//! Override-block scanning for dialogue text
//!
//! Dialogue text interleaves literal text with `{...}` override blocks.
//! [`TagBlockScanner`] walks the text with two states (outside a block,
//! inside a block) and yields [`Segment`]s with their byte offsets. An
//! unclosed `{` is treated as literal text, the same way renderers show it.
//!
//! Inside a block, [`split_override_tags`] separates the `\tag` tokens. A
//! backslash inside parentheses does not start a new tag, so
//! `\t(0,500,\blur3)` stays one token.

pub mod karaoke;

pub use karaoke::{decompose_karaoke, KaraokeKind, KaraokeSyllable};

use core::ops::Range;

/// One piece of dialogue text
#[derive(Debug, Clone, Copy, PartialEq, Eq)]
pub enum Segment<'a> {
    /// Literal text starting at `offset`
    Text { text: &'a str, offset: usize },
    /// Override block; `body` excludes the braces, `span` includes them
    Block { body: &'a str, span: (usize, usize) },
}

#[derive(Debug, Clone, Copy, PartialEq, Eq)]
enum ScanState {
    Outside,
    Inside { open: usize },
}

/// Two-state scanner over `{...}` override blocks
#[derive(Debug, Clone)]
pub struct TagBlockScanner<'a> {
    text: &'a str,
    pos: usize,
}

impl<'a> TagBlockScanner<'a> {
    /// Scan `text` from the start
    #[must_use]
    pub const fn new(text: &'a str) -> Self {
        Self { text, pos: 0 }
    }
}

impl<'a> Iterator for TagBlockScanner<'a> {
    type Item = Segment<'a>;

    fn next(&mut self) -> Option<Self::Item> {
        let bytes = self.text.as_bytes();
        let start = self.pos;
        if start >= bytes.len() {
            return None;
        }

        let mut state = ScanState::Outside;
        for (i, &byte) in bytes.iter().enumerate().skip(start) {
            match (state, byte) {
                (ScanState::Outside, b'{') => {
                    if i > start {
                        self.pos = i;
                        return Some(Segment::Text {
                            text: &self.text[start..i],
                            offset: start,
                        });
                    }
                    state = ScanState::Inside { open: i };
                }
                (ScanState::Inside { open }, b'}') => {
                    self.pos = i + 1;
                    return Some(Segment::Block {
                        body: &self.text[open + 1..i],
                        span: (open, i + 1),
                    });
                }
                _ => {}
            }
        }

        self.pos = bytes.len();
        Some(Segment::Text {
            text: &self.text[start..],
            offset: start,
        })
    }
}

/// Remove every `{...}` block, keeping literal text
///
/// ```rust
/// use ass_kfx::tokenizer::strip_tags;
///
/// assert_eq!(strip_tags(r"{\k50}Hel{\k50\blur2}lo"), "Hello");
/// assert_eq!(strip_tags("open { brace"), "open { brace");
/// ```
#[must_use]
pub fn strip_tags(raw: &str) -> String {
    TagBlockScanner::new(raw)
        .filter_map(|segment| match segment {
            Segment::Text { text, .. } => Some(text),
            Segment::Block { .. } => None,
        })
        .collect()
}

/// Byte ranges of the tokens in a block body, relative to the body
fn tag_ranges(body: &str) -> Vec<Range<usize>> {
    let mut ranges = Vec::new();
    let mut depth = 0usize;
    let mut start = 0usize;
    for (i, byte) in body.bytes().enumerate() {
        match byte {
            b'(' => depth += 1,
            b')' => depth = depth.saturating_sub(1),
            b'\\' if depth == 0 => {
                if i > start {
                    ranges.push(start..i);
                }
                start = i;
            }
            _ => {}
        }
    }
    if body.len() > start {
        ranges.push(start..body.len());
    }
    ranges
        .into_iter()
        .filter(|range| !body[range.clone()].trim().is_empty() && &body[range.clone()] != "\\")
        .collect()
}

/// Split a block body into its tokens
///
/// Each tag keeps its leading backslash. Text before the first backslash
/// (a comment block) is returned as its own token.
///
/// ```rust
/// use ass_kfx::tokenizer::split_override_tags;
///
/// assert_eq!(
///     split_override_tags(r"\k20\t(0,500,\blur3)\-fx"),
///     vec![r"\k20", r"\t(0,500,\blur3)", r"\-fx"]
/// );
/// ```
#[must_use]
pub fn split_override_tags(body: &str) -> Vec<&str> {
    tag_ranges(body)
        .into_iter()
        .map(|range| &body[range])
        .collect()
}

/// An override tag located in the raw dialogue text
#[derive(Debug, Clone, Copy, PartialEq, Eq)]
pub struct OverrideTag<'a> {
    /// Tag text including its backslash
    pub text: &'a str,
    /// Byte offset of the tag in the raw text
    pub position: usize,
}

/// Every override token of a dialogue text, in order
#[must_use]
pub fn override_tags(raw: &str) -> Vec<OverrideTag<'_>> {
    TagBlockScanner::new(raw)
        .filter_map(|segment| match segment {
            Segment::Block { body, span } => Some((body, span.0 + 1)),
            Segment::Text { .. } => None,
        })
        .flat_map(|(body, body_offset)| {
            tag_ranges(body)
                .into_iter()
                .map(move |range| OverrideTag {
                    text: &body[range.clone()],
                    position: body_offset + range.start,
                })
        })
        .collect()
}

========================================================================

_Task description_: In the listing above, transcribe exactly everything from the line containing "self.pos = bytes.len();" down to the line containing "for (i, byte)", including both and nothing more.

_Exercise output_:
        self.pos = bytes.len();
        Some(Segment::Text {
            text: &self.text[start..],
            offset: start,
        })
    }
}

/// Remove every `{...}` block, keeping literal text
///
/// ```rust
/// use ass_kfx::tokenizer::strip_tags;
///
/// assert_eq!(strip_tags(r"{\k50}Hel{\k50\blur2}lo"), "Hello");
/// assert_eq!(strip_tags("open { brace"), "open { brace");
/// ```
#[must_use]
pub fn strip_tags(raw: &str) -> String {
    TagBlockScanner::new(raw)
        .filter_map(|segment| match segment {
            Segment::Text { text, .. } => Some(text),
            Segment::Block { .. } => None,
        })
        .collect()
}

/// Byte ranges of the tokens in a block body, relative to the body
fn tag_ranges(body: &str) -> Vec<Range<usize>> {
    let mut ranges = Vec::new();
    let mut depth = 0usize;
    let mut start = 0usize;
    for (i, byte) in body.bytes().enumerate() {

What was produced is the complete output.